1~2月、動物病院は混雑することは少なく、穏やかに過ぎることが多いです。

(・・・といいつつ、先日の日曜日はとても混雑し、来られた患者様にはお待ちいただく時間が永くなってしまい、申し訳ありませんでした。)

そんな冬のこの時期は、獣医さん向けのセミナーが多く開催されており、僕もいくつか参加してきました☆

さて、ここでもお勉強の話題を1つ。

ちょっと堅い話になってしまうので興味のない方は読み飛ばしてもらえたらと思いますが大切なことなので、できればご一読頂ければ幸いです。

本日の課題は乳腺腫瘍と避妊手術について。

近年、動物の飼育環境の向上や獣医療の高度化に伴い、ペットも高齢化が進んでおり、その中でよく遭遇するようになったのが腫瘍性疾患です。

中でも、雌犬で一般的にみられるのが乳腺腫瘍であり、雌犬の全腫瘍中52%を占め、ざっくりとですが、良性悪性の比率は50:50と言われています。

そして、これが飼い主さんの頭の悩ませどころになるかと思いますが、乳腺腫瘍の発生はホルモン依存性であるということ。

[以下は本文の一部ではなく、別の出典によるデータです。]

//! Error types for parsing and conversion

use chumsky::error::{Simple, SimpleReason};
use std::fmt;

use crate::downmark::formats::FormatError;

/// A location in the source text
///
/// `offset` counts characters (not bytes) from the start of the source. `line` and
/// `column` are 1-indexed; only CRLF ends a line.
#[derive(Debug, Clone, Copy, PartialEq, Eq)]
pub struct Position {
    pub offset: usize,
    pub line: usize,
    pub column: usize,
}

impl Position {
    /// Resolve a character offset into a line/column position
    pub fn locate(source: &str, offset: usize) -> Self {
        let mut line = 1;
        let mut column = 1;
        let mut previous = None;
        for c in source.chars().take(offset) {
            if c == '\n' && previous == Some('\r') {
                line += 1;
                column = 1;
            } else {
                column += 1;
            }
            previous = Some(c);
        }
        // A CR still waiting for its LF belongs to the current line
        Position {
            offset,
            line,
            column,
        }
    }
}

impl fmt::Display for Position {
    fn fmt(&self, f: &mut fmt::Formatter<'_>) -> fmt::Result {
        write!(f, "{}:{}", self.line, self.column)
    }
}

/// The only way a parse can fail
///
/// Reports where the grammar got stuck and which rules or characters could have matched
/// there. A failure inside a blockquote is reported at the quote, with the failure inside
/// the quoted text carried in `inner` (its position is relative to the quoted text).
#[derive(Debug, Clone, PartialEq, Eq)]
pub struct ParseFailure {
    pub position: Position,
    pub expected: Vec<String>,
    pub found: Option<char>,
    pub reason: Option<String>,
    pub inner: Option<Box<ParseFailure>>,
}

impl ParseFailure {
    /// A failure carrying a plain explanation instead of an expected set
    pub fn custom(source: &str, offset: usize, reason: impl Into<String>) -> Self {
        ParseFailure {
            position: Position::locate(source, offset),
            expected: Vec::new(),
            found: source.chars().nth(offset),
            reason: Some(reason.into()),
            inner: None,
        }
    }

    /// Convert a chumsky error. `base` is the character offset of the parsed slice within
    /// `source` (leading whitespace is trimmed before parsing).
    pub(crate) fn from_simple(source: &str, base: usize, error: &Simple<char>) -> Self {
        let offset = base + error.span().start;
        let mut expected: Vec<String> = error
            .expected()
            .map(|e| match e {
                Some(c) => format!("{:?}", c),
                None => "end of input".to_string(),
            })
            .collect();
        if let Some(label) = error.label() {
            expected.insert(0, label.to_string());
        }
        expected.sort();
        expected.dedup();

        let reason = match error.reason() {
            SimpleReason::Custom(msg) => Some(msg.clone()),
            SimpleReason::Unclosed { delimiter, .. } => {
                Some(format!("unclosed delimiter {:?}", delimiter))
            }
            SimpleReason::Unexpected => None,
        };

        ParseFailure {
            position: Position::locate(source, offset),
            expected,
            found: error.found().copied(),
            reason,
            inner: None,
        }
    }

    /// Wrap a failure from re-parsing quoted text, pointing at the quote itself
    pub(crate) fn within_quote(source: &str, quote_offset: usize, inner: ParseFailure) -> Self {
        ParseFailure {
            position: Position::locate(source, quote_offset),
            expected: vec!["blockquote content".to_string()],
            found: source.chars().nth(quote_offset),
            reason: Some("blockquote content failed to parse".to_string()),
            inner: Some(Box::new(inner)),
        }
    }

    /// The deepest failure in the chain
    pub fn root_cause(&self) -> &ParseFailure {
        let mut current = self;
        while let Some(inner) = current.inner.as_deref() {
            current = inner;
        }
        current
    }
}

impl fmt::Display for ParseFailure {
    fn fmt(&self, f: &mut fmt::Formatter<'_>) -> fmt::Result {
        write!(f, "Parse failure at {}", self.position)?;
        if let Some(reason) = &self.reason {
            write!(f, ": {}", reason)?;
        }
        if !self.expected.is_empty() {
            write!(f, "; expected one of: {}", self.expected.join(", "))?;
        }
        match self.found {
            Some(c) => write!(f, "; found {:?}", c)?,
            None => write!(f, "; found end of input")?,
        }
        if let Some(inner) = &self.inner {
            write!(f, "\n  inside blockquote: {}", inner)?;
        }
        Ok(())
    }
}

impl std::error::Error for ParseFailure {}

/// Errors that can occur while converting a document end to end
#[derive(Debug, Clone, PartialEq)]
pub enum ConvertError {
    Parse(ParseFailure),
    Format(FormatError),
}

impl fmt::Display for ConvertError {
    fn fmt(&self, f: &mut fmt::Formatter<'_>) -> fmt::Result {
        match self {
            ConvertError::Parse(e) => write!(f, "{}", e),
            ConvertError::Format(e) => write!(f, "{}", e),
        }
    }
}

impl std::error::Error for ConvertError {
    fn source(&self) -> Option<&(dyn std::error::Error + 'static)> {
        match self {
            ConvertError::Parse(e) => Some(e),
            ConvertError::Format(e) => Some(e),
        }
    }
}

impl From<ParseFailure> for ConvertError {
    fn from(e: ParseFailure) -> Self {
        ConvertError::Parse(e)
    }
}

impl From<FormatError> for ConvertError {
    fn from(e: FormatError) -> Self {
        ConvertError::Format(e)
    }
}

/// Format source code context around a failure position
///
/// Shows 2 lines before the failing line, the failing line with a >> marker, 2 lines
/// after, and a caret under the failing column. Lines are split on CRLF only.
pub fn format_source_context(source: &str, position: &Position) -> String {
    let lines: Vec<&str> = source.split("\r\n").collect();
    let error_line = position.line.saturating_sub(1);

    let start_line = error_line.saturating_sub(2);
    let end_line = (error_line + 3).min(lines.len());

    let mut context = String::new();

    for (line_num, line) in lines.iter().enumerate().take(end_line).skip(start_line) {
        let marker = if line_num == error_line { ">>" } else { "  " };
        context.push_str(&format!("{} {:3} | {}\n", marker, line_num + 1, line));
        if line_num == error_line {
            let pad = " ".repeat(position.column.saturating_sub(1));
            context.push_str(&format!("       | {}^\n", pad));
        }
    }

    context
}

避妊手術を受けている子に比べ、未避妊の子の乳腺腫瘍の発生率は7倍にもなると示されており、また避妊手術の時期も重要な素因で、初回発情前の手術であれば0.05%初回発情後で8%、2回目発情後で26%の発生率とされており、早い時期での避妊手術の重要性も指摘されています。

将来的な病気の予防(乳腺腫瘍、子宮蓄膿症、卵巣嚢腫etc.)の観点からは、避妊手術を早期に受けることのメリットはとても大きなものとなります。

健康な子にメスを入れることに抵抗感があることも否めないですが、病気になったときの苦しみを考えると…。

避妊手術のメリット・デメリットの話はもちろん病気についてだけではないので、仔犬さんを飼われていて、どうしてあげるのが良いか迷っている場合は、一度ご相談いただくと良いと思います。

また、避妊手術を受けられていないシニアのワンちゃんを飼われている場合は、お腹の皮膚を触って見て下さい。ワンちゃんの乳腺は脇から股の辺りまで広く存在します。

上から下まで触れてみて、硬いしこりが触れないか、定期的にチェックしてあげてくださいね。